### Data under study

use std::fs::Metadata;

/// A strong or weak validator derived from `"<inode-hex>-<size-hex>-<mtime-hex>"`,
/// matching the original engine's format exactly so ETags survive a restart.
#[derive(Debug, Clone, PartialEq, Eq)]
pub struct ETag {
    quoted: String,
    weak: bool,
}

impl ETag {
    pub fn strong(discriminator: u64, size: u64, mtime: u64) -> Self {
        Self {
            quoted: format!("\"{discriminator:x}-{size:x}-{mtime:x}\""),
            weak: false,
        }
    }

    #[cfg(unix)]
    pub fn from_metadata(metadata: &Metadata) -> Self {
        use std::os::unix::fs::MetadataExt;
        let mtime = metadata.mtime().max(0) as u64;
        Self::strong(metadata.ino(), metadata.len(), mtime)
    }

    #[cfg(not(unix))]
    pub fn from_metadata(metadata: &Metadata) -> Self {
        let mtime = metadata
            .modified()
            .ok()
            .and_then(|t| t.duration_since(std::time::UNIX_EPOCH).ok())
            .map(|d| d.as_secs())
            .unwrap_or(0);
        Self::strong(0, metadata.len(), mtime)
    }

    pub fn weak(self) -> Self {
        Self {
            quoted: self.quoted,
            weak: true,
        }
    }

    pub fn header_value(&self) -> String {
        if self.weak {
            format!("W/{}", self.quoted)
        } else {
            self.quoted.clone()
        }
    }
}

fn strip_weak_prefix(s: &str) -> &str {
    s.strip_prefix("W/").unwrap_or(s)
}

/// Compare two ETag header values per the normalize-then-compare rule:
/// strip an optional `W/` prefix from each side, then byte-compare the
/// quoted body.
pub fn etags_match(a: &str, b: &str) -> bool {
    strip_weak_prefix(a.trim()) == strip_weak_prefix(b.trim())
}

######

#### [Task statement]
Word for word, restate the line with "A strong or" and all remaining lines of the material, stopping only at the final line.

#### [Written answer]
/// A strong or weak validator derived from `"<inode-hex>-<size-hex>-<mtime-hex>"`,
/// matching the original engine's format exactly so ETags survive a restart.
#[derive(Debug, Clone, PartialEq, Eq)]
pub struct ETag {
    quoted: String,
    weak: bool,
}

impl ETag {
    pub fn strong(discriminator: u64, size: u64, mtime: u64) -> Self {
        Self {
            quoted: format!("\"{discriminator:x}-{size:x}-{mtime:x}\""),
            weak: false,
        }
    }

    #[cfg(unix)]
    pub fn from_metadata(metadata: &Metadata) -> Self {
        use std::os::unix::fs::MetadataExt;
        let mtime = metadata.mtime().max(0) as u64;
        Self::strong(metadata.ino(), metadata.len(), mtime)
    }

    #[cfg(not(unix))]
    pub fn from_metadata(metadata: &Metadata) -> Self {
        let mtime = metadata
            .modified()
            .ok()
            .and_then(|t| t.duration_since(std::time::UNIX_EPOCH).ok())
            .map(|d| d.as_secs())
            .unwrap_or(0);
        Self::strong(0, metadata.len(), mtime)
    }

    pub fn weak(self) -> Self {
        Self {
            quoted: self.quoted,
            weak: true,
        }
    }

    pub fn header_value(&self) -> String {
        if self.weak {
            format!("W/{}", self.quoted)
        } else {
            self.quoted.clone()
        }
    }
}

fn strip_weak_prefix(s: &str) -> &str {
    s.strip_prefix("W/").unwrap_or(s)
}

/// Compare two ETag header values per the normalize-then-compare rule:
/// strip an optional `W/` prefix from each side, then byte-compare the
/// quoted body.
pub fn etags_match(a: &str, b: &str) -> bool {
    strip_weak_prefix(a.trim()) == strip_weak_prefix(b.trim())
}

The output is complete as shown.